INDOPACOM's AI Ambition Starts With Two Things: Faster Roads, Better Fuel
Artificial intelligence won't help much in the Indo-Pacific unless the theater is set for it. That was the clear message from Col. Jared Voneida, the Marine Corps official responsible for command, control, communications and computers within US Indo-Pacific Command.
"Easily the most disruptive technology that we have coming our way is artificial intelligence," he said at TechNet Indo-Pacific in Hawaii. The current workflow-PowerPoint, outbriefs, stale updates-can't keep up. "We need to leverage technology in order to speed up our decision cycle."
The sports car test: roads and fuel
Voneida's analogy is simple: AI is a sports car. To drive it fast, you need smooth, open roads (the transport layer) and the right fuel (clean, accessible data). Right now, too much data is siloed, untagged, and hard to reach.
"Where is our data? That data needs to be standardized, tagged and accessible," he said. "I want access to that data and I want a fast road to drive on."
Conflict will flood the theater-and the pipes
If a crisis hits, the joint force converges. Voneida noted that roughly 80% of the force now in the continental U.S. would surge into INDOPACOM's area, spiking bandwidth demands across the board.
At the same time, early AI adoption will move far more data across the network. "We need to have room to grow into that capability and make sure that we are not constrained by those pipes in times of conflict," he said.

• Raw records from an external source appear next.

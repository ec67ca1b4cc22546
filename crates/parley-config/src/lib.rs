//! # Parley Config
//!
//! Configuration management for the Parley cache layer.
//! Supports layered configuration from files and environment variables,
//! with runtime reload.

mod app_config;
mod loader;

pub use app_config::*;
pub use loader::*;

From patchwork to purpose-built networks
Today's network reality: stitched together, inconsistent, and hard to command through. Within a five-mile radius of Pearl Harbor, there are eight major Department of Defense networks-each with separate funding, equipment, and teams.
"This patchwork quilt of networks that we have together where we're bending the pipe to make things work, as opposed to purposely engineering it to make it work is a challenge for us," Voneida said. He added that daily command-and-control decisions must account for service-specific cyber activities that don't directly serve INDOPACOM Commander Adm. Samuel Paparo, yet still affect how he fights.

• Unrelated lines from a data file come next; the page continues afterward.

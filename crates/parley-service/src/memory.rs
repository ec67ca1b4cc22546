//! In-memory repositories.
//!
//! Stand-ins for the sharded store in tests and local development. Messages
//! are distributed over shards by sender, the way the relational store
//! distributes them. Both repositories can be switched into a failing mode
//! that returns store errors, and count the queries they answer.

use crate::repository::{MessageRepository, UserRepository};
use crate::shard::{HashShardRouter, ShardRouter};
use async_trait::async_trait;
use chrono::{DateTime, Utc};
use parking_lot::RwLock;
use parley_core::{
    Message, MessageId, NewMessage, NewUser, ParleyError, ParleyResult, User, UserId,
};
use std::collections::{BTreeMap, HashMap};
use std::sync::atomic::{AtomicBool, AtomicI64, AtomicU64, Ordering};
use std::sync::Arc;

const DEFAULT_TIMEZONE: &str = "UTC";

#[derive(Default)]
struct Health {
    failing: AtomicBool,
    queries: AtomicU64,
}

impl Health {
    fn enter(&self, what: &str) -> ParleyResult<()> {
        self.queries.fetch_add(1, Ordering::SeqCst);
        if self.failing.load(Ordering::SeqCst) {
            Err(ParleyError::store(format!("{} unavailable", what)))
        } else {
            Ok(())
        }
    }
}

fn newest_first(mut messages: Vec<Message>) -> Vec<Message> {
    messages.sort_by(|a, b| b.created_at.cmp(&a.created_at).then(b.id.cmp(&a.id)));
    messages
}

fn page(messages: Vec<Message>, limit: u32, offset: u32) -> Vec<Message> {
    newest_first(messages)
        .into_iter()
        .skip(offset as usize)
        .take(limit as usize)
        .collect()
}

/// In-memory message repository.
pub struct InMemoryMessageRepository {
    router: Arc<dyn ShardRouter>,
    shards: Vec<RwLock<Vec<Message>>>,
    next_id: AtomicI64,
    health: Health,
}

impl InMemoryMessageRepository {
    /// Creates an empty repository with a single shard.
    #[must_use]
    pub fn new() -> Self {
        Self::with_router(Arc::new(HashShardRouter::default()))
    }

    /// Creates an empty repository partitioned by `router`.
    #[must_use]
    pub fn with_router(router: Arc<dyn ShardRouter>) -> Self {
        let shards = (0..router.shard_count().max(1))
            .map(|_| RwLock::new(Vec::new()))
            .collect();
        Self {
            router,
            shards,
            next_id: AtomicI64::new(1),
            health: Health::default(),
        }
    }

    /// Makes every subsequent call fail with a store error, or heals it.
    pub fn set_failing(&self, failing: bool) {
        self.health.failing.store(failing, Ordering::SeqCst);
    }

    /// Number of calls answered so far, failed ones included.
    pub fn queries(&self) -> u64 {
        self.health.queries.load(Ordering::SeqCst)
    }

    /// Number of messages stored on each shard.
    pub fn shard_sizes(&self) -> Vec<usize> {
        self.shards.iter().map(|shard| shard.read().len()).collect()
    }

    fn shard(&self, sender_id: UserId) -> &RwLock<Vec<Message>> {
        let index = self.router.shard_for(sender_id).0 as usize;
        &self.shards[index % self.shards.len()]
    }

    /// Messages matching `filter` across every shard.
    fn scatter<F>(&self, filter: F) -> Vec<Message>
    where
        F: Fn(&Message) -> bool,
    {
        self.shards
            .iter()
            .flat_map(|shard| {
                shard
                    .read()
                    .iter()
                    .filter(|&m| filter(m))
                    .cloned()
                    .collect::<Vec<_>>()
            })
            .collect()
    }

    fn modify<F>(&self, id: MessageId, f: F) -> Option<Message>
    where
        F: FnOnce(&mut Vec<Message>, usize) -> Message,
    {
        for shard in &self.shards {
            let mut rows = shard.write();
            if let Some(index) = rows.iter().position(|m| m.id == id) {
                return Some(f(&mut *rows, index));
            }
        }
        None
    }
}

impl Default for InMemoryMessageRepository {
    fn default() -> Self {
        Self::new()
    }
}

#[async_trait]
impl MessageRepository for InMemoryMessageRepository {
    async fn find_by_id(&self, id: MessageId) -> ParleyResult<Option<Message>> {
        self.health.enter("message store")?;
        Ok(self.scatter(|m| m.id == id).into_iter().next())
    }

    async fn find_conversation(
        &self,
        user_a: UserId,
        user_b: UserId,
        limit: u32,
        offset: u32,
    ) -> ParleyResult<Vec<Message>> {
        self.health.enter("message store")?;
        let rows = self.scatter(|m| {
            (m.sender_id == user_a && m.recipient_id == user_b)
                || (m.sender_id == user_b && m.recipient_id == user_a)
        });
        Ok(page(rows, limit, offset))
    }

    async fn find_for_user(
        &self,
        user_id: UserId,
        limit: u32,
        offset: u32,
    ) -> ParleyResult<Vec<Message>> {
        self.health.enter("message store")?;
        Ok(page(self.scatter(|m| m.involves(user_id)), limit, offset))
    }

    async fn find_received(&self, user_id: UserId, limit: u32) -> ParleyResult<Vec<Message>> {
        self.health.enter("message store")?;
        Ok(page(self.scatter(|m| m.recipient_id == user_id), limit, 0))
    }

    async fn search(
        &self,
        user_id: UserId,
        query: &str,
        limit: u32,
    ) -> ParleyResult<Vec<Message>> {
        self.health.enter("message store")?;
        let needle = query.to_lowercase();
        let rows =
            self.scatter(|m| m.involves(user_id) && m.content.to_lowercase().contains(&needle));
        Ok(page(rows, limit, 0))
    }

    async fn insert(&self, message: NewMessage) -> ParleyResult<Message> {
        self.health.enter("message store")?;

        let row = Message {
            id: MessageId::new(self.next_id.fetch_add(1, Ordering::SeqCst)),
            content: message.content,
            sender_id: message.sender_id,
            recipient_id: message.recipient_id,
            message_type: message.message_type,
            is_read: false,
            created_at: Utc::now(),
        };
        self.shard(row.sender_id).write().push(row.clone());
        Ok(row)
    }

    async fn mark_read(&self, id: MessageId) -> ParleyResult<Option<Message>> {
        self.health.enter("message store")?;
        Ok(self.modify(id, |rows, index| {
            rows[index].is_read = true;
            rows[index].clone()
        }))
    }

    async fn delete(&self, id: MessageId) -> ParleyResult<bool> {
        self.health.enter("message store")?;
        Ok(self.modify(id, |rows, index| rows.remove(index)).is_some())
    }

    async fn count_unread(&self, user_id: UserId) -> ParleyResult<u64> {
        self.health.enter("message store")?;
        Ok(self
            .scatter(|m| m.recipient_id == user_id && !m.is_read)
            .len() as u64)
    }

    async fn partner_unread_counts(&self, user_id: UserId) -> ParleyResult<Vec<(UserId, u64)>> {
        self.health.enter("message store")?;

        let mut partners: BTreeMap<UserId, u64> = BTreeMap::new();
        for message in self.scatter(|m| m.involves(user_id)) {
            let unread = partners.entry(message.partner_of(user_id)).or_default();
            if message.recipient_id == user_id && !message.is_read {
                *unread += 1;
            }
        }
        Ok(partners.into_iter().collect())
    }
}

/// In-memory user repository.
pub struct InMemoryUserRepository {
    users: RwLock<HashMap<UserId, User>>,
    next_id: AtomicI64,
    health: Health,
}

impl InMemoryUserRepository {
    /// Creates an empty repository.
    #[must_use]
    pub fn new() -> Self {
        Self {
            users: RwLock::new(HashMap::new()),
            next_id: AtomicI64::new(1),
            health: Health::default(),
        }
    }

    /// Makes every subsequent call fail with a store error, or heals it.
    pub fn set_failing(&self, failing: bool) {
        self.health.failing.store(failing, Ordering::SeqCst);
    }

    /// Number of calls answered so far, failed ones included.
    pub fn queries(&self) -> u64 {
        self.health.queries.load(Ordering::SeqCst)
    }

    fn find(&self, predicate: impl Fn(&User) -> bool) -> Option<User> {
        self.users.read().values().find(|&u| predicate(u)).cloned()
    }
}

impl Default for InMemoryUserRepository {
    fn default() -> Self {
        Self::new()
    }
}

#[async_trait]
impl UserRepository for InMemoryUserRepository {
    async fn find_by_id(&self, id: UserId) -> ParleyResult<Option<User>> {
        self.health.enter("user store")?;
        Ok(self.users.read().get(&id).cloned())
    }

    async fn find_by_username(&self, username: &str) -> ParleyResult<Option<User>> {
        self.health.enter("user store")?;
        Ok(self.find(|u| u.username == username))
    }

    async fn find_by_email(&self, email: &str) -> ParleyResult<Option<User>> {
        self.health.enter("user store")?;
        Ok(self.find(|u| u.email == email))
    }

    async fn insert(&self, user: NewUser) -> ParleyResult<User> {
        self.health.enter("user store")?;

        let mut users = self.users.write();
        if users
            .values()
            .any(|u| u.username == user.username || u.email == user.email)
        {
            return Err(ParleyError::validation(format!(
                "Username '{}' or email '{}' already exists",
                user.username, user.email
            )));
        }

        let row = User {
            id: UserId::new(self.next_id.fetch_add(1, Ordering::SeqCst)),
            username: user.username,
            email: user.email,
            display_name: user.display_name,
            avatar_url: None,
            is_active: true,
            last_seen: None,
            timezone: DEFAULT_TIMEZONE.to_string(),
            created_at: Utc::now(),
        };
        users.insert(row.id, row.clone());
        Ok(row)
    }

    async fn update(&self, user: &User) -> ParleyResult<User> {
        self.health.enter("user store")?;

        let mut users = self.users.write();
        if users
            .values()
            .any(|u| u.id != user.id && (u.username == user.username || u.email == user.email))
        {
            return Err(ParleyError::validation(format!(
                "Username '{}' or email '{}' already exists",
                user.username, user.email
            )));
        }

        match users.get_mut(&user.id) {
            Some(stored) => {
                stored.clone_from(user);
                Ok(stored.clone())
            }
            None => Err(ParleyError::not_found("User", user.id)),
        }
    }

    async fn find_online(&self, since: DateTime<Utc>) -> ParleyResult<Vec<User>> {
        self.health.enter("user store")?;

        let mut online: Vec<User> = self
            .users
            .read()
            .values()
            .filter(|u| u.is_active && u.last_seen.is_some_and(|seen| seen >= since))
            .cloned()
            .collect();
        online.sort_by_key(|u| u.id);
        Ok(online)
    }

    async fn touch_last_seen(&self, id: UserId, at: DateTime<Utc>) -> ParleyResult<Option<User>> {
        self.health.enter("user store")?;

        Ok(self.users.write().get_mut(&id).map(|user| {
            user.last_seen = Some(at);
            user.clone()
        }))
    }
}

The choice ahead is stark: do the hard work now, deliberately and properly resourced, or get "drug through the knot hole" during a conflict and rebuild under pressure.

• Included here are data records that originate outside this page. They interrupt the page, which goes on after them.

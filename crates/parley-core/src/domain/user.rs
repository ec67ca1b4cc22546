//! User model.

use crate::UserId;
use chrono::{DateTime, Duration, Utc};
use serde::{Deserialize, Serialize};

/// How long after `last_seen` a user still counts as online.
pub const ONLINE_WINDOW_MINUTES: i64 = 5;

/// A user row.
#[derive(Debug, Clone, PartialEq, Eq, Serialize, Deserialize)]
pub struct User {
    /// Primary key, also the shard key.
    pub id: UserId,
    /// Unique username.
    pub username: String,
    /// Unique email address.
    pub email: String,
    /// Optional display name.
    pub display_name: Option<String>,
    /// Optional avatar URL.
    pub avatar_url: Option<String>,
    /// Whether the account is active.
    pub is_active: bool,
    /// Last time the user was seen.
    pub last_seen: Option<DateTime<Utc>>,
    /// IANA timezone name.
    pub timezone: String,
    /// Creation timestamp.
    pub created_at: DateTime<Utc>,
}

impl User {
    /// Returns the display name, falling back to the username.
    #[must_use]
    pub fn display_name(&self) -> &str {
        self.display_name.as_deref().unwrap_or(&self.username)
    }

    /// Checks whether the user was seen inside the online window.
    #[must_use]
    pub fn is_online_at(&self, now: DateTime<Utc>) -> bool {
        self.is_active
            && self
                .last_seen
                .is_some_and(|seen| seen >= now - Duration::minutes(ONLINE_WINDOW_MINUTES))
    }
}

/// Fields required to create a user.
#[derive(Debug, Clone, Serialize, Deserialize)]
pub struct NewUser {
    pub username: String,
    pub email: String,
    pub display_name: Option<String>,
}

/// A partial update of a user's profile. `None` leaves a field untouched.
#[derive(Debug, Clone, Default, Serialize, Deserialize)]
pub struct UserUpdate {
    pub username: Option<String>,
    pub email: Option<String>,
    pub display_name: Option<String>,
    pub avatar_url: Option<String>,
    pub timezone: Option<String>,
    pub is_active: Option<bool>,
}

impl UserUpdate {
    /// Applies the update to a user in place.
    pub fn apply_to(&self, user: &mut User) {
        if let Some(username) = &self.username {
            user.username.clone_from(username);
        }
        if let Some(email) = &self.email {
            user.email.clone_from(email);
        }
        if let Some(display_name) = &self.display_name {
            user.display_name = Some(display_name.clone());
        }
        if let Some(avatar_url) = &self.avatar_url {
            user.avatar_url = Some(avatar_url.clone());
        }
        if let Some(timezone) = &self.timezone {
            user.timezone.clone_from(timezone);
        }
        if let Some(is_active) = self.is_active {
            user.is_active = is_active;
        }
    }
}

What leaders and builders can do now
- Inventory, standardize, and tag mission data. Define ownership, lineage, and retention. Make it discoverable by default.
- Engineer the transport layer for surge. Prioritize high-capacity paths, resilient SATCOM, and smart routing with minimal chokepoints.
- Converge identity and access. Enforce zero-trust principles, policy-based access, and continuous authentication across services.
- Adopt a common data fabric. Use shared schemas, APIs, and catalogs to reduce one-off integrations and duplication.
- Instrument everything. Centralize telemetry, observability, and cyber defense signals to speed troubleshooting and response.
- Stand up repeatable AI pipelines. Build data prep, model deployment, and monitoring workflows that are portable across enclaves.
- Use cross-domain solutions by design. Plan for classification boundaries early to avoid brittle workarounds later.
- Push compute to the edge. Cache, process, and act forward to reduce latency and save bandwidth.
- Exercise at scale. Validate failover, degraded ops, and mission threads with realistic traffic, not lab demos.
- Align funding lines. Reduce redundant networks and gear; invest in shared infrastructure that commanders can actually fight on.
For context, see the official DoD Data Strategy and the USINDOPACOM mission overview.
Bottom line
AI will only deliver if the theater is ready. That means fast, resilient transport; clean, accessible data; and networks built for wartime command and control, not stitched together for peacetime convenience. Do it deliberately now-or be forced to rewire mid-crisis.